Held in cities all across the country, including Roanoke, participants bemoaned the Obama stimulus package, the various government bailouts, and of course, the Internal Revenue Service, everyone’s least favorite government agency.
The Roanoke organizers actually told reporters that the event was “not political in nature.” Really? That was hard to determine by all the anti-Obama signs and by the conservatives who organized the events.
According to an Associated Press story, the tea parties were the brainchild of something called “Freedom Works,” a nonprofit organization founded by no less a conservative than Dick Armey of Texas, a former high-ranking Republican member of Congress.
Right-wing talk radio star Sean Hannity, who is little more than a better-dressed Rush Limbaugh, broadcast his show from the site of one tea party in Atlanta. It’s not difficult to dispatch with the “non-political” claim for these rallies.
So, what was the message? Basically, this: We don’t want to pay any more taxes for any reason whatsoever, not even to help America get out of the worst economic crisis since the Great Depression.
There was much talk about “our children’s legacy being saddled with the debt” that’s now held by the federal government. That’s a very legitimate concern, but it didn’t start with the new administration of President Barack Obama.
Indeed, where were all these folks when George W. Bush was spending the surplus, throwing billions, then trillions, into a needless war in Iraq, and giving tax cuts not to working people but only to the richest among us?
Funny that they didn’t feel the need to organize any anti-tax tea parties then, isn’t it? Also, I couldn’t help but notice that most of the people at these rallies were white, employed, and dressed well enough in many cases to pass for yuppies. In other words, these were mostly conservative people who have done well enough to easily afford their tax burden.
The Americans who are really suffering now are not the ones whining about taxes, they’re the ones who have lost their jobs, seen their home foreclosed, or have had to live in cheap motels or move in with relatives until things improve.
Their perspective, their problems, their hopes and desires are what we ought to be listening to, not the complaints of prosperous people who simply don’t want to pay taxes. I guess those people just weren’t invited to the “tea party.”

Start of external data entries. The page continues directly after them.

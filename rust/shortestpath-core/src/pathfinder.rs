//! Anytime breadth-first search with a priority lane for transports.
//!
//! Ordinary steps go through a FIFO boundary (each level costs exactly one more than the last);
//! transport nodes wait in a min-queue keyed on accumulated cost and are taken only while they are
//! strictly cheaper than the boundary head. The closest tile seen so far is published after every
//! improvement, so [`SearchHandle::path`] always has an answer, and the search gives up once it
//! has gone a full cutoff without improving.

use arc_swap::ArcSwapOption;
use rustc_hash::FxHashSet;
use serde::{Deserialize, Serialize};
use std::collections::{BinaryHeap, VecDeque};
use std::io;
use std::sync::atomic::{AtomicBool, Ordering};
use std::sync::{Arc, OnceLock};
use std::thread::{self, JoinHandle};
use std::time::{Duration, Instant};
use tracing::{debug, trace};

use crate::config::PathfinderConfig;
use crate::error::PathfinderError;
use crate::node::{Candidate, EdgeKind, Node, PendingNode};
use crate::point::PackedPoint;
use crate::visited::VisitedTiles;
use crate::wilderness::WildernessTier;

#[derive(Copy, Clone, Debug, PartialEq, Eq, Serialize, Deserialize)]
#[serde(rename_all = "snake_case")]
pub enum SearchOutcome {
    /// The search stopped on a target tile.
    Reached,
    /// Both queues ran dry without reaching a target.
    Exhausted,
    /// A full cutoff passed without any improvement.
    TimedOut,
    Cancelled,
}

#[derive(Clone, Debug, PartialEq)]
pub struct SearchStats {
    /// Ordinary tiles scheduled, the start tile included.
    pub nodes_checked: u64,
    /// Transport destinations scheduled.
    pub transports_checked: u64,
    /// Tiles marked visited when the loop exited.
    pub tiles_visited: u64,
    pub elapsed: Duration,
    pub outcome: SearchOutcome,
}

impl SearchStats {
    pub fn total_checked(&self) -> u64 {
        self.nodes_checked + self.transports_checked
    }
}

struct CachedPath {
    node: Arc<Node>,
    tiles: Vec<PackedPoint>,
}

/// State visible to other threads while the search runs.
struct Shared {
    cancelled: AtomicBool,
    done: AtomicBool,
    best: ArcSwapOption<Node>,
    path_dirty: AtomicBool,
    path_cache: ArcSwapOption<CachedPath>,
    stats: OnceLock<SearchStats>,
}

impl Shared {
    fn new() -> Self {
        Self {
            cancelled: AtomicBool::new(false),
            done: AtomicBool::new(false),
            best: ArcSwapOption::empty(),
            path_dirty: AtomicBool::new(false),
            path_cache: ArcSwapOption::empty(),
            stats: OnceLock::new(),
        }
    }

    fn publish(&self, node: Arc<Node>) {
        self.best.store(Some(node));
        self.path_dirty.store(true, Ordering::Release);
    }

    fn path(&self) -> Vec<PackedPoint> {
        let Some(best) = self.best.load_full() else { return Vec::new() };
        if !self.path_dirty.load(Ordering::Acquire) {
            let cached = self.path_cache.load();
            if let Some(cached) = &*cached {
                if Arc::ptr_eq(&cached.node, &best) {
                    return cached.tiles.clone();
                }
            }
        }
        self.path_dirty.store(false, Ordering::Release);
        let tiles = best.path();
        self.path_cache.store(Some(Arc::new(CachedPath { node: best, tiles: tiles.clone() })));
        tiles
    }
}

/// Cheap, cloneable view of a running or finished search.
#[derive(Clone)]
pub struct SearchHandle {
    shared: Arc<Shared>,
}

impl SearchHandle {
    /// Asks the search to stop; observed at the top of the next iteration.
    pub fn cancel(&self) {
        self.shared.cancelled.store(true, Ordering::Release);
    }

    pub fn is_cancelled(&self) -> bool {
        self.shared.cancelled.load(Ordering::Acquire)
    }

    /// True once the loop has exited and its working state has been released.
    pub fn is_done(&self) -> bool {
        self.shared.done.load(Ordering::Acquire)
    }

    /// Tiles from the start to the closest tile found so far; empty before the first improvement.
    pub fn path(&self) -> Vec<PackedPoint> {
        self.shared.path()
    }

    /// Only available once the run has both started and ended.
    pub fn stats(&self) -> Option<SearchStats> {
        self.shared.stats.get().cloned()
    }

    pub fn reached(&self) -> bool {
        self.shared.stats.get().map_or(false, |s| s.outcome == SearchOutcome::Reached)
    }
}

impl std::fmt::Debug for SearchHandle {
    fn fmt(&self, f: &mut std::fmt::Formatter<'_>) -> std::fmt::Result {
        f.debug_struct("SearchHandle")
            .field("done", &self.is_done())
            .field("cancelled", &self.is_cancelled())
            .finish()
    }
}

/// Best-so-far tracker. The heuristic is Chebyshev plus Manhattan distance to the nearest target;
/// ties are broken by the plain distance.
#[derive(Debug)]
struct Closest {
    distance: i32,
    heuristic: i32,
}

impl Closest {
    fn new() -> Self {
        Self { distance: i32::MAX, heuristic: i32::MAX }
    }

    fn offer(&mut self, p: PackedPoint, targets: &[PackedPoint]) -> bool {
        let mut improved = false;
        for &t in targets {
            let distance = p.distance(t);
            let heuristic = distance + p.diagonal_distance(t);
            if heuristic < self.heuristic || (heuristic <= self.heuristic && distance < self.distance) {
                self.heuristic = heuristic;
                self.distance = distance;
                improved = true;
            }
        }
        improved
    }
}

/// A single-use search. Build it, keep a [`handle`](Self::handle), then [`run`](Self::run) it
/// here or [`spawn`](Self::spawn) it on its own thread.
pub struct Pathfinder<C> {
    config: C,
    start: PackedPoint,
    targets: Vec<PackedPoint>,
    target_set: FxHashSet<PackedPoint>,
    target_in_wilderness: bool,
    shared: Arc<Shared>,
}

impl<C: PathfinderConfig> Pathfinder<C> {
    pub fn new<I>(config: C, start: PackedPoint, targets: I) -> Result<Self, PathfinderError>
    where
        I: IntoIterator<Item = PackedPoint>,
    {
        let mut target_set = FxHashSet::default();
        let targets: Vec<PackedPoint> = targets.into_iter().filter(|t| target_set.insert(*t)).collect();
        if targets.is_empty() {
            return Err(PathfinderError::NoTargets);
        }
        let target_in_wilderness = targets.iter().any(|t| config.is_in_wilderness(*t));
        Ok(Self { config, start, targets, target_set, target_in_wilderness, shared: Arc::new(Shared::new()) })
    }

    pub fn handle(&self) -> SearchHandle {
        SearchHandle { shared: Arc::clone(&self.shared) }
    }

    pub fn start(&self) -> PackedPoint {
        self.start
    }

    pub fn targets(&self) -> &[PackedPoint] {
        &self.targets
    }

    pub fn cancel(&self) {
        self.shared.cancelled.store(true, Ordering::Release);
    }

    pub fn is_done(&self) -> bool {
        self.shared.done.load(Ordering::Acquire)
    }

    pub fn path(&self) -> Vec<PackedPoint> {
        self.shared.path()
    }

    pub fn stats(&self) -> Option<SearchStats> {
        self.shared.stats.get().cloned()
    }

    /// Runs the search to completion on the calling thread.
    pub fn run(mut self) -> SearchStats {
        let started = Instant::now();
        let cutoff = self.config.calculation_cutoff();
        let mut deadline = started + cutoff;
        debug!(start = %self.start, targets = self.targets.len(), cutoff_ms = cutoff.as_millis() as u64, "search started");

        let mut visited = VisitedTiles::new(self.config.map().extent());
        let mut boundary: VecDeque<Arc<Node>> = VecDeque::with_capacity(4096);
        let mut pending: BinaryHeap<PendingNode> = BinaryHeap::with_capacity(256);
        let mut candidates: Vec<Candidate> = Vec::with_capacity(16);
        let mut closest = Closest::new();
        let mut tier = WildernessTier::Deep;
        let mut seq = 0u64;
        let mut nodes_checked = 0u64;
        let mut transports_checked = 0u64;

        if visited.set(self.start) {
            nodes_checked += 1;
        }
        boundary.push_back(Node::root(self.start));

        let outcome = loop {
            if self.shared.cancelled.load(Ordering::Acquire) {
                break SearchOutcome::Cancelled;
            }

            let take_pending = match (boundary.front(), pending.peek()) {
                (_, None) => false,
                (None, Some(_)) => true,
                (Some(head), Some(p)) => p.node.cost() < head.cost(),
            };
            let next = if take_pending { pending.pop().map(|p| p.node) } else { boundary.pop_front() };
            let Some(node) = next else { break SearchOutcome::Exhausted };
            let at = node.point();

            if tier > WildernessTier::Safe {
                let here = self.config.wilderness_tier(at);
                if here < tier {
                    debug!(%at, from = ?tier, to = ?here, "wilderness tier relaxed");
                    tier = here;
                    self.config.refresh_teleports(at, here);
                }
            }

            if self.target_set.contains(&at) {
                self.shared.publish(node);
                break SearchOutcome::Reached;
            }

            if closest.offer(at, &self.targets) {
                trace!(%at, heuristic = closest.heuristic, distance = closest.distance, "closer tile");
                self.shared.publish(Arc::clone(&node));
                deadline = Instant::now() + cutoff;
            }

            if Instant::now() > deadline {
                break SearchOutcome::TimedOut;
            }

            candidates.clear();
            self.config.neighbors(&node, &visited, &mut candidates);
            for candidate in candidates.drain(..) {
                if self.config.avoid_wilderness(at, candidate.point, self.target_in_wilderness) {
                    continue;
                }
                if !visited.set(candidate.point) {
                    continue;
                }
                let child = Node::child(&node, candidate);
                match candidate.kind {
                    EdgeKind::Walk => {
                        nodes_checked += 1;
                        boundary.push_back(child);
                    }
                    EdgeKind::Transport { .. } => {
                        transports_checked += 1;
                        pending.push(PendingNode { node: child, seq });
                        seq += 1;
                    }
                }
            }
        };

        let tiles_visited = visited.len() as u64;
        boundary.clear();
        pending.clear();
        visited.clear();

        let stats = SearchStats { nodes_checked, transports_checked, tiles_visited, elapsed: started.elapsed(), outcome };
        debug!(
            nodes_checked,
            transports_checked,
            tiles_visited,
            elapsed_ms = stats.elapsed.as_millis() as u64,
            ?outcome,
            "search finished"
        );
        let _ = self.shared.stats.set(stats.clone());
        self.shared.done.store(true, Ordering::Release);
        stats
    }
}

impl<C: PathfinderConfig + Send + 'static> Pathfinder<C> {
    /// Runs the search on a dedicated thread.
    pub fn spawn(self) -> io::Result<(SearchHandle, JoinHandle<SearchStats>)> {
        let handle = self.handle();
        let join = thread::Builder::new().name("pathfinder".into()).spawn(move || self.run())?;
        Ok((handle, join))
    }
}

#[cfg(test)]
mod tests {
    use super::*;
    use crate::config::crosses_into_wilderness;
    use crate::map::CollisionMap;
    use crate::point::packed;
    use crate::transport::TransportEdge;

    struct Open {
        map: CollisionMap,
        cutoff: Duration,
    }

    impl PathfinderConfig for Open {
        fn map(&self) -> &CollisionMap {
            &self.map
        }
        fn transports(&self, _origin: PackedPoint) -> &[TransportEdge] {
            &[]
        }
        fn avoid_wilderness(&self, from: PackedPoint, to: PackedPoint, target_in_wilderness: bool) -> bool {
            crosses_into_wilderness(true, from, to, target_in_wilderness)
        }
        fn refresh_teleports(&mut self, _at: PackedPoint, _tier: WildernessTier) {}
        fn calculation_cutoff(&self) -> Duration {
            self.cutoff
        }
    }

    fn corridor() -> Open {
        Open { map: CollisionMap::builder().walkable_rect(3200, 3200, 11, 1, 0).build(), cutoff: Duration::from_secs(5) }
    }

    #[test]
    fn empty_targets_fail_fast() {
        let err = Pathfinder::new(corridor(), packed(3200, 3200, 0), Vec::new()).err();
        assert!(matches!(err, Some(PathfinderError::NoTargets)));
    }

    #[test]
    fn closest_tracker_is_monotonic() {
        let targets = [packed(10, 10, 0)];
        let mut c = Closest::new();
        assert!(c.offer(packed(0, 0, 0), &targets));
        let h0 = c.heuristic;
        assert!(c.offer(packed(5, 5, 0), &targets));
        assert!(c.heuristic < h0);
        // farther away never improves
        assert!(!c.offer(packed(0, 1, 0), &targets));
        assert!(c.offer(packed(7, 7, 0), &targets));
        assert_eq!((c.distance, c.heuristic), (3, 9));
        assert!(!c.offer(packed(7, 7, 0), &targets));
    }

    #[test]
    fn corridor_walk_counts_every_tile() {
        let pf = Pathfinder::new(corridor(), packed(3200, 3200, 0), [packed(3210, 3200, 0)]).unwrap();
        let handle = pf.handle();
        assert!(handle.path().is_empty());
        assert!(handle.stats().is_none());
        let stats = pf.run();
        assert_eq!(stats.outcome, SearchOutcome::Reached);
        assert_eq!(stats.nodes_checked, 11);
        assert_eq!(stats.transports_checked, 0);
        assert_eq!(stats.tiles_visited, stats.total_checked());
        assert!(handle.is_done());
        assert!(handle.reached());
        assert_eq!(handle.path().len(), 11);
        assert_eq!(handle.stats(), Some(stats));
    }

    #[test]
    fn unreachable_target_exhausts_with_closest_path() {
        let pf = Pathfinder::new(corridor(), packed(3200, 3200, 0), [packed(3215, 3200, 0)]).unwrap();
        let handle = pf.handle();
        let stats = pf.run();
        assert_eq!(stats.outcome, SearchOutcome::Exhausted);
        let path = handle.path();
        assert_eq!(path.first(), Some(&packed(3200, 3200, 0)));
        assert_eq!(path.last(), Some(&packed(3210, 3200, 0)));
        assert!(!handle.reached());
    }

    #[test]
    fn cancelled_before_start_stops_immediately() {
        let pf = Pathfinder::new(corridor(), packed(3200, 3200, 0), [packed(3210, 3200, 0)]).unwrap();
        pf.cancel();
        let handle = pf.handle();
        let stats = pf.run();
        assert_eq!(stats.outcome, SearchOutcome::Cancelled);
        assert!(handle.is_done());
        assert!(handle.path().is_empty());
    }

    #[test]
    fn start_on_target_is_reached_at_once() {
        let start = packed(3205, 3200, 0);
        let pf = Pathfinder::new(corridor(), start, [start, start]).unwrap();
        assert_eq!(pf.targets(), &[start]);
        let handle = pf.handle();
        let stats = pf.run();
        assert_eq!(stats.outcome, SearchOutcome::Reached);
        assert_eq!(handle.path(), vec![start]);
    }
}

Hatred of taxes just simply gets back to hatred of government. We can all argue about how much we pay, or how much somebody else pays. But unless we need to be reminded about the old saying on death and taxes, well, we will all pay them.
Some analysts have speculated that the national Republican Party is so impotent and leaderless at the moment, it has stepped aside to let these non-profit groups wage the fight against Obama. You’ve probably seen the television commercials from these groups, the ones that were against the stimulus package.
This view may well be correct, because conservative Republicans have shown themselves utterly unable to articulate any smart alternative to Obama’s attempts to handle the economic crisis. On taxes, one poll shows that 62 percent of Americans approve the president’s handling of it.
The tea parties made a splash; lots of publicity and lots of opportunity to criticize the new president. But they didn’t change the most important fact: he’s right and they’re wrong. Most people support the president, not the tea partiers.